Beginning in Christchurch, the twelve young dairy farmers and dairy industry professionals visited farms and industries on New Zealand’s South Island with a focus on innovative farming methods, sustainability and leadership.

New Zealand dairy farmers are among the world’s most sustainable, with one of the lowest carbon footprints for milk. 27-year-old Mitchell said gaining insights into how New Zealand farmers tackle regulatory issues was like looking into the future.

“New Zealand farmers are dealing with grazing caps, nitrogen limits and other government regulated items that impact operations. It was important for me to gain insight on how they are managing these things.”

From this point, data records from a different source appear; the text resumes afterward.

pub mod backend_api;
pub mod context;
pub mod error;
pub mod flow;
pub mod message;

pub mod settings {
    use std::env;
    use std::path::PathBuf;

    fn default_true() -> bool {
        true
    }

    /// Application settings for a context aggregation session.
    #[derive(Debug, Clone, serde::Serialize, serde::Deserialize)]
    pub struct AppSettings {
        /// Base URL of the extraction backend (no trailing slash).
        pub api_base_url: String,
        /// Echo the tunneling-proxy bypass header on every request.
        #[serde(default = "default_true")]
        pub send_bypass_header: bool,
        /// Filename used for the persisted context artifact.
        pub context_filename: String,
        /// Override for the direct-download fallback directory.
        #[serde(default)]
        pub download_dir: Option<PathBuf>,
    }

    impl AppSettings {
        /// Load settings from the environment, falling back to defaults.
        pub fn from_env() -> Self {
            Self {
                api_base_url: env::var("CONTEXT_FILE_API_URL")
                    .unwrap_or_else(|_| "http://localhost:3001".to_string()),
                send_bypass_header: true,
                context_filename: "context.txt".to_string(),
                download_dir: env::var("CONTEXT_FILE_DOWNLOAD_DIR").ok().map(PathBuf::from),
            }
        }
    }

    impl Default for AppSettings {
        fn default() -> Self {
            Self {
                api_base_url: "http://localhost:3001".to_string(),
                send_bypass_header: true,
                context_filename: "context.txt".to_string(),
                download_dir: None,
            }
        }
    }

}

“It ignited a thirst to get more involved in our industry here. Having experienced what may occur in the next 15 years, is motivation to prepare for those changes, rather than being caught off guard.”

The Gardiner Foundation, a self-sustaining philanthropic organisation with an aim to benefit the dairy industry and dairy communities, has been funding the tour since 2008. Now in its 16th year, the New Zealand Study Tour ran in partnership with the Australian Dairy Conference.

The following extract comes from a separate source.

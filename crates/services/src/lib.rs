pub mod folder_access;

pub use folder_access::{FolderAccess, FolderHandle};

Gardiner CEO, Allan Cameron said it’s important to learn more about dairy farming in New Zealand to share knowledge for the benefit of our local industries and communities.

“The New Zealand Study Tour is a fantastic opportunity for young dairy professionals. It allows them to immerse themselves in all that the New Zealand dairy industry has to offer.” Allan said.

Mitchell is part of Cypress Grove where he and his family milk 800 Holstein cows. He says it’s vital for young people to look out for opportunities if they are interested in dairy and that the industry is not just about farming.

“When I was at school, I really had to push hard to get trained to work in dairy, the options weren’t promoted. If it wasn’t for me asking questions, I wouldn’t have gone to TAFE and ended up where I am today,” Mitchell said.

“We live in a rural area, it is agricultural. The opportunities are there – you don’t have to be a farmer, there are so many connections, through agronomy or nutrition to be part of this industry.”

Less than a week since returning Mitchell has already spoken to everyone from the trip, a network he now has available to tap into whenever he needs.

“We all had different backgrounds, but the one thing that connected us was dairy. I honestly didn’t think we’d have such a tight bond, like a family, and that would end up being the best part of this experience.”